Your assignment:
Your answer should be one number: how many lines below have the word "DataConfig".
____
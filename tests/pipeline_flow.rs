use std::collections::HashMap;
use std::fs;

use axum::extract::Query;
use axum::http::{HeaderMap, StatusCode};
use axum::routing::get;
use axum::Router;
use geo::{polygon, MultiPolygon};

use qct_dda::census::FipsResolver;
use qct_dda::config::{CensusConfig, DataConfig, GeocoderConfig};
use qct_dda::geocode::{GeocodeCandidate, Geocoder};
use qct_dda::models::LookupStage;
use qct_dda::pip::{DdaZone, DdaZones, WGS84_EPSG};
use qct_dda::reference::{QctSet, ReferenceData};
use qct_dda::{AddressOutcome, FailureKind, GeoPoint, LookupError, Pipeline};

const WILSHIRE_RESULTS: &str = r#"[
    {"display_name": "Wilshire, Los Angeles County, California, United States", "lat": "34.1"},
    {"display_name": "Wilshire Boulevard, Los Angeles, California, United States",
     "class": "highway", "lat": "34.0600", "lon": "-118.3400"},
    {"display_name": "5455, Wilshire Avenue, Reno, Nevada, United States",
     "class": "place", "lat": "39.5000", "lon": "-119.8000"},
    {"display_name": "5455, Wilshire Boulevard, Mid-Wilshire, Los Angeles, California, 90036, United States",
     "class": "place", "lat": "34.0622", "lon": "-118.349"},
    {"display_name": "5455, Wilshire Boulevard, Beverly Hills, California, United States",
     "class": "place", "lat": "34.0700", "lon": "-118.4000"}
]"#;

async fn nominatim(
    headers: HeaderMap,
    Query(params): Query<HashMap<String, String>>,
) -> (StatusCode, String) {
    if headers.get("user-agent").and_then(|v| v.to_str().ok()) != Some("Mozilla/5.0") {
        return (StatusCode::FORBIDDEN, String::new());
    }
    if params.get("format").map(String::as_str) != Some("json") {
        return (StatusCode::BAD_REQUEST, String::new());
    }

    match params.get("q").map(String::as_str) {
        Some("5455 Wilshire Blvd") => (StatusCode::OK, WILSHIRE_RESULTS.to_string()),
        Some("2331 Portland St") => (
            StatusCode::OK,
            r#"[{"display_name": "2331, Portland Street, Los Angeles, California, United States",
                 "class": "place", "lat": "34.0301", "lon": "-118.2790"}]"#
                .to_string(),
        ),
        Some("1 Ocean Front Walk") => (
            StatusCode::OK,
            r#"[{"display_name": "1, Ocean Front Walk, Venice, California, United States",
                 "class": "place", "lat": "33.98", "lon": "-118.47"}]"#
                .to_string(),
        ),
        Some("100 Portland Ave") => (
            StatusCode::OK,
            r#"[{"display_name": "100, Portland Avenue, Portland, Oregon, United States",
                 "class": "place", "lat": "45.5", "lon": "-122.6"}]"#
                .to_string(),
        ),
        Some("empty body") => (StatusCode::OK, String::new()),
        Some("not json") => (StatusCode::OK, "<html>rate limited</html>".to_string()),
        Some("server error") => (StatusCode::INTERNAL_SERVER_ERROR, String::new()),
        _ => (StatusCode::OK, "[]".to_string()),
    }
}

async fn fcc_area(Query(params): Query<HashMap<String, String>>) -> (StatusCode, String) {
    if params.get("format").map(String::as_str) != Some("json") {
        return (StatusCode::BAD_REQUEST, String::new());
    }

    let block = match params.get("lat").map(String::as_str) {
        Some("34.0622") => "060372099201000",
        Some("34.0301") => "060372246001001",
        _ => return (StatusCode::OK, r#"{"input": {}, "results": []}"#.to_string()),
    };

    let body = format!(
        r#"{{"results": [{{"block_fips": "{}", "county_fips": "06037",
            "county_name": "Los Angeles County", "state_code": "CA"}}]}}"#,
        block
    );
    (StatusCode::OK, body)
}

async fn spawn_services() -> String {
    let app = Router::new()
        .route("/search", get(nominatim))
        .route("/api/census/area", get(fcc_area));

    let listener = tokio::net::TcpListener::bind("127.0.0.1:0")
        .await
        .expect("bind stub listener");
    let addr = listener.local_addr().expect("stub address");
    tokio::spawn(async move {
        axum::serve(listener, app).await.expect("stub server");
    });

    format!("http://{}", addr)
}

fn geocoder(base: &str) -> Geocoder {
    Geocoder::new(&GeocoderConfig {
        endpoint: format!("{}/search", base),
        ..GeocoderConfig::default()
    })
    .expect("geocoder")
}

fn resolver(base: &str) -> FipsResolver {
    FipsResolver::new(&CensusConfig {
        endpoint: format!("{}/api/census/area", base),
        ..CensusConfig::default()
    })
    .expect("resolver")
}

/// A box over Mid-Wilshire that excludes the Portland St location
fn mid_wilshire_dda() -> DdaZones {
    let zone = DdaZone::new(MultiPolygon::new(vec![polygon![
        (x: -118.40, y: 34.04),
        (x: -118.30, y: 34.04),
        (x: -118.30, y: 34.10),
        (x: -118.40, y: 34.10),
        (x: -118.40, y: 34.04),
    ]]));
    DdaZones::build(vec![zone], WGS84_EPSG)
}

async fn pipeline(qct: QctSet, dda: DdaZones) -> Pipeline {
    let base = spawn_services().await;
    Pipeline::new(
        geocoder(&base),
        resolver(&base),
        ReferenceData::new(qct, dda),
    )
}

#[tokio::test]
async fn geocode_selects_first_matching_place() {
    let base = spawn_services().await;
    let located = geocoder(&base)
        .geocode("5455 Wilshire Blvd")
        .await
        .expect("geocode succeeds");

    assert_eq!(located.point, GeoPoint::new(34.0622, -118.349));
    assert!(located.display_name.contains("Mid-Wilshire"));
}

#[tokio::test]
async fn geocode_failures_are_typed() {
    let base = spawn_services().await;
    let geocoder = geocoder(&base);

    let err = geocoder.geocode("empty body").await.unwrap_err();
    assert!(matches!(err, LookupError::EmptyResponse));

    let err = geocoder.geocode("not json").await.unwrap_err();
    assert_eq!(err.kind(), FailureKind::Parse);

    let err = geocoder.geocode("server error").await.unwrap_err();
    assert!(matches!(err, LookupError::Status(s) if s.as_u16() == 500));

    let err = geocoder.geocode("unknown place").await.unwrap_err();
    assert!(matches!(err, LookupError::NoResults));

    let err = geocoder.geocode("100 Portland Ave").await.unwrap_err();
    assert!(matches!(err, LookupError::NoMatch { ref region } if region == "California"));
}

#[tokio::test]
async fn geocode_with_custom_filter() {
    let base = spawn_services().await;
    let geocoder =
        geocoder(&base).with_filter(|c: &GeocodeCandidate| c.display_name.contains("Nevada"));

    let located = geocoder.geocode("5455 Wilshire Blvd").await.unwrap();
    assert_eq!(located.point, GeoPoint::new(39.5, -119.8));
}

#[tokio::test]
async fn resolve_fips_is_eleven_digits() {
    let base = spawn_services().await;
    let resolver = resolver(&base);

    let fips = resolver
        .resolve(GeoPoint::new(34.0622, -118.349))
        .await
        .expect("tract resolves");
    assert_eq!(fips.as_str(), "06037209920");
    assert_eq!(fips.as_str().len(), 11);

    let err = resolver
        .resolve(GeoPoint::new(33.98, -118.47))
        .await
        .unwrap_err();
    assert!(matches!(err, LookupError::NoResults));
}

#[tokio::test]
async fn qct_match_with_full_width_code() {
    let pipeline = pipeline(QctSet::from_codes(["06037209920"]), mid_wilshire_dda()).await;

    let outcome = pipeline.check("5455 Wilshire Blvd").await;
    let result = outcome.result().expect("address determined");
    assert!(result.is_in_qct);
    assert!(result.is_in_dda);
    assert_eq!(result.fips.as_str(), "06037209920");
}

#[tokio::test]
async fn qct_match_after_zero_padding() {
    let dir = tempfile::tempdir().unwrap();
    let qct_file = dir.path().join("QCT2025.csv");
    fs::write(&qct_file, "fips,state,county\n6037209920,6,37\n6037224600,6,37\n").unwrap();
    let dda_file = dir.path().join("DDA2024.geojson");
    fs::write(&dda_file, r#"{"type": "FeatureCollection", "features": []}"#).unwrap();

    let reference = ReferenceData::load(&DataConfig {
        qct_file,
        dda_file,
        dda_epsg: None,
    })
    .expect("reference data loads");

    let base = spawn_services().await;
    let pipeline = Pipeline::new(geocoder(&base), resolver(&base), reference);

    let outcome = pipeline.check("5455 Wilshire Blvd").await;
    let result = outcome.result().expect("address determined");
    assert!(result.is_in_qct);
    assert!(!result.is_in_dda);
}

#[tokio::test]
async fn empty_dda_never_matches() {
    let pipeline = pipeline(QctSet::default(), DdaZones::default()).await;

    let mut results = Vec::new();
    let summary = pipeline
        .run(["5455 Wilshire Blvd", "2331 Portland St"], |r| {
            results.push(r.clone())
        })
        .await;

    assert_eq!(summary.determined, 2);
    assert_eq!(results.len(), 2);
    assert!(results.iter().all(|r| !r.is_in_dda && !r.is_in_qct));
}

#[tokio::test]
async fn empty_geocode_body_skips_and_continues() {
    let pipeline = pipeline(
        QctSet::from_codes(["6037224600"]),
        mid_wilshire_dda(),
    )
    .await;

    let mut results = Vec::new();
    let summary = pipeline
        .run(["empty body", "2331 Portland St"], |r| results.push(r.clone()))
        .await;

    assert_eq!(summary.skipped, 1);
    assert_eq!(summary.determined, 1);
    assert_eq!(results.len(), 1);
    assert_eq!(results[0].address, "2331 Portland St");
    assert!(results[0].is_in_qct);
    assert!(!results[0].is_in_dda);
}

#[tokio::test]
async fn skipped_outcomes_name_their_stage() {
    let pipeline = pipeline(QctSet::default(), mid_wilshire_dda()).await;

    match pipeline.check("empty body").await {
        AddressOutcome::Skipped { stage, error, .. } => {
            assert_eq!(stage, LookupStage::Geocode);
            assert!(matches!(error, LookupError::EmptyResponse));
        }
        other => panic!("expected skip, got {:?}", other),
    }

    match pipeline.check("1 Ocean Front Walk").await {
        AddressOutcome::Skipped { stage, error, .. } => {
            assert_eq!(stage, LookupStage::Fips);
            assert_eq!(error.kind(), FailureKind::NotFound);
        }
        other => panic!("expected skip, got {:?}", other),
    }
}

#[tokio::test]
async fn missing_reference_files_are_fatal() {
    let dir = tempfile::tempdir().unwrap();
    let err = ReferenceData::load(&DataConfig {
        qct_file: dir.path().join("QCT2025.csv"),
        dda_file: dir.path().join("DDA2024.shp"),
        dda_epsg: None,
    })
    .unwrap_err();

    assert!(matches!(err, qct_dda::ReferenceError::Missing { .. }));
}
____
Written answer:
3